§ **PROBLEM**:
Lines of the material that include the string "static" should be returned.
-------------------------
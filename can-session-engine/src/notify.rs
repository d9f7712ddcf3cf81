//! Outbound notifications
//!
//! The engine decides *what* to announce; delivering it (chat channel,
//! webhook, log) is up to a [`Notifier`] implementation supplied by the
//! application.

use crate::alerts::Alert;
use crate::types::{EndReason, Timestamp};
use async_trait::async_trait;
use std::fmt;
use std::path::PathBuf;

/// Something humans should hear about
#[derive(Debug, Clone, PartialEq)]
pub enum Notification {
    /// First valid frame after an idle period
    SessionStarted { started_at: Timestamp },

    /// An alert rule fired for the current session
    Alert(Alert),

    /// A session was finalized and its trace written
    SessionEnded {
        started_at: Timestamp,
        ended_at: Timestamp,
        reason: EndReason,
        /// Number of change events in the trace
        events: usize,
        /// Finished trace file, ready for upload
        artifact: PathBuf,
    },

    /// A session ended but its trace could not be written
    ExportFailed {
        ended_at: Timestamp,
        events: usize,
        error: String,
    },
}

impl Notification {
    /// Whether delivery should escalate (mention the alert role)
    pub fn is_urgent(&self) -> bool {
        match self {
            Notification::SessionStarted { .. } => true,
            Notification::Alert(alert) => alert.urgent,
            Notification::SessionEnded { .. } => false,
            Notification::ExportFailed { .. } => true,
        }
    }

    /// Trace file to attach, if any
    pub fn artifact(&self) -> Option<&PathBuf> {
        match self {
            Notification::SessionEnded { artifact, .. } => Some(artifact),
            _ => None,
        }
    }
}

impl fmt::Display for Notification {
    fn fmt(&self, f: &mut fmt::Formatter<'_>) -> fmt::Result {
        match self {
            Notification::SessionStarted { .. } => write!(f, "Car started up! Recording log..."),
            Notification::Alert(alert) => write!(f, "{}", alert),
            Notification::SessionEnded { ended_at, .. } => write!(
                f,
                "Car session ended at {}, download log here:",
                ended_at.format("%Y-%m-%d %H:%M:%S UTC")
            ),
            Notification::ExportFailed {
                ended_at,
                events,
                error,
            } => write!(
                f,
                "Car session ended at {} but its log ({} changes) could not be written: {}",
                ended_at.format("%Y-%m-%d %H:%M:%S UTC"),
                events,
                error
            ),
        }
    }
}

/// Delivers notifications to humans
#[async_trait]
pub trait Notifier: Send + Sync {
    async fn notify(&self, notification: &Notification) -> anyhow::Result<()>;
}

/// Notifier that only writes to the log
#[derive(Debug, Clone, Default)]
pub struct LogNotifier;

#[async_trait]
impl Notifier for LogNotifier {
    async fn notify(&self, notification: &Notification) -> anyhow::Result<()> {
        match notification.artifact() {
            Some(path) => log::info!("[notify] {} {:?}", notification, path),
            None if notification.is_urgent() => log::warn!("[notify] {}", notification),
            None => log::info!("[notify] {}", notification),
        }
        Ok(())
    }
}
//! Alert rules
//!
//! Rules are pure predicates over a single reading. Whether a rule may still
//! fire is tracked per session in [`AlertFlags`], owned by the session
//! manager, so each rule raises at most one alert per session.

use crate::config::{AlertsConfig, ThresholdRuleConfig};
use crate::types::Reading;
use serde::{Deserialize, Serialize};
use std::collections::HashSet;
use std::fmt;

/// CAN id carrying the LV battery voltage (mV, u16 little-endian in bytes 0..2)
pub const LOW_VOLTAGE_CAN_ID: u16 = 0x185;

/// LV battery alert threshold in volts
pub const LOW_VOLTAGE_THRESHOLD: f64 = 12.8;

/// Name of the built-in LV battery rule
pub const LOW_VOLTAGE_RULE: &str = "low_voltage";

/// An alert raised by a rule
#[derive(Debug, Clone, PartialEq)]
pub struct Alert {
    /// Name of the rule that fired
    pub rule: String,
    /// Text for humans
    pub message: String,
    /// Physical value that triggered the rule
    pub value: f64,
    /// Whether the alert should escalate to the alert role
    pub urgent: bool,
}

impl fmt::Display for Alert {
    fn fmt(&self, f: &mut fmt::Formatter<'_>) -> fmt::Result {
        write!(f, "{}", self.message)
    }
}

/// A stateless check over one reading
pub trait AlertRule: Send + Sync {
    /// Unique name, used as the key of the per-session fired flag
    fn name(&self) -> &str;

    /// Return an alert if the reading violates the rule
    fn evaluate(&self, reading: &Reading) -> Option<Alert>;
}

/// Direction of a threshold comparison
#[derive(Debug, Clone, Copy, PartialEq, Eq, Serialize, Deserialize)]
#[serde(rename_all = "lowercase")]
pub enum Comparison {
    Below,
    Above,
}

impl Comparison {
    fn violated(self, value: f64, threshold: f64) -> bool {
        match self {
            Comparison::Below => value < threshold,
            Comparison::Above => value > threshold,
        }
    }
}

/// Fires when a scaled u16 field crosses a threshold
#[derive(Debug, Clone)]
pub struct ThresholdRule {
    config: ThresholdRuleConfig,
}

impl ThresholdRule {
    pub fn new(config: ThresholdRuleConfig) -> Self {
        Self { config }
    }

    /// LV battery: id 0x185, millivolts in bytes 0..2, below 12.8V
    pub fn low_voltage() -> Self {
        Self::new(ThresholdRuleConfig {
            name: LOW_VOLTAGE_RULE.to_string(),
            can_id: LOW_VOLTAGE_CAN_ID,
            byte_offset: 0,
            divisor: 1000.0,
            comparison: Comparison::Below,
            threshold: LOW_VOLTAGE_THRESHOLD,
            label: "LV battery is low!!".to_string(),
            unit: "V".to_string(),
            urgent: true,
        })
    }

    /// Physical value of the watched field, if the reading carries it
    pub fn value(&self, reading: &Reading) -> Option<f64> {
        if reading.id != self.config.can_id {
            return None;
        }
        let raw = reading.u16_le(self.config.byte_offset)?;
        Some(f64::from(raw) / self.config.divisor)
    }
}

impl AlertRule for ThresholdRule {
    fn name(&self) -> &str {
        &self.config.name
    }

    fn evaluate(&self, reading: &Reading) -> Option<Alert> {
        let value = self.value(reading)?;
        if !self.config.comparison.violated(value, self.config.threshold) {
            return None;
        }

        Some(Alert {
            rule: self.config.name.clone(),
            message: format!(
                "{} (Measured {} {}{}).",
                self.config.label,
                measured_word(&self.config.unit),
                value,
                self.config.unit
            ),
            value,
            urgent: self.config.urgent,
        })
    }
}

fn measured_word(unit: &str) -> &'static str {
    match unit {
        "V" => "voltage",
        _ => "value",
    }
}

/// Per-session record of which rules already fired
#[derive(Debug, Clone, Default, PartialEq, Eq)]
pub struct AlertFlags {
    fired: HashSet<String>,
}

impl AlertFlags {
    pub fn new() -> Self {
        Self::default()
    }

    pub fn has_fired(&self, rule: &str) -> bool {
        self.fired.contains(rule)
    }

    pub fn set(&mut self, rule: &str) {
        self.fired.insert(rule.to_string());
    }

    pub fn clear(&mut self) {
        self.fired.clear();
    }
}

/// The set of rules evaluated against every reading of a valid frame
#[derive(Default)]
pub struct AlertRegistry {
    rules: Vec<Box<dyn AlertRule>>,
}

impl AlertRegistry {
    pub fn new() -> Self {
        Self::default()
    }

    /// Build the registry described by the configuration
    pub fn from_config(config: &AlertsConfig) -> Self {
        let mut registry = Self::new();
        if config.low_voltage {
            registry.register(ThresholdRule::low_voltage());
        }
        for rule in &config.thresholds {
            registry.register(ThresholdRule::new(rule.clone()));
        }
        registry
    }

    /// Add a rule; returns false (and keeps the existing rule) if the name is taken
    pub fn register(&mut self, rule: impl AlertRule + 'static) -> bool {
        if self.contains(rule.name()) {
            log::warn!(
                "Alert rule {} is already registered, ignoring duplicate",
                rule.name()
            );
            return false;
        }
        log::debug!("Registered alert rule: {}", rule.name());
        self.rules.push(Box::new(rule));
        true
    }

    pub fn contains(&self, name: &str) -> bool {
        self.rules.iter().any(|rule| rule.name() == name)
    }

    pub fn len(&self) -> usize {
        self.rules.len()
    }

    pub fn is_empty(&self) -> bool {
        self.rules.is_empty()
    }

    /// Evaluate every rule over every reading, skipping rules that already fired
    pub fn evaluate(&self, readings: &[Reading], flags: &mut AlertFlags) -> Vec<Alert> {
        let mut alerts = Vec::new();
        for reading in readings {
            for rule in &self.rules {
                if flags.has_fired(rule.name()) {
                    continue;
                }
                if let Some(alert) = rule.evaluate(reading) {
                    log::warn!("Alert {}: {}", alert.rule, alert.message);
                    flags.set(rule.name());
                    alerts.push(alert);
                }
            }
        }
        alerts
    }
}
-------------------------
§ **TASK ANSWER**:
fn measured_word(unit: &str) -> &'static str {
    pub fn register(&mut self, rule: impl AlertRule + 'static) -> bool {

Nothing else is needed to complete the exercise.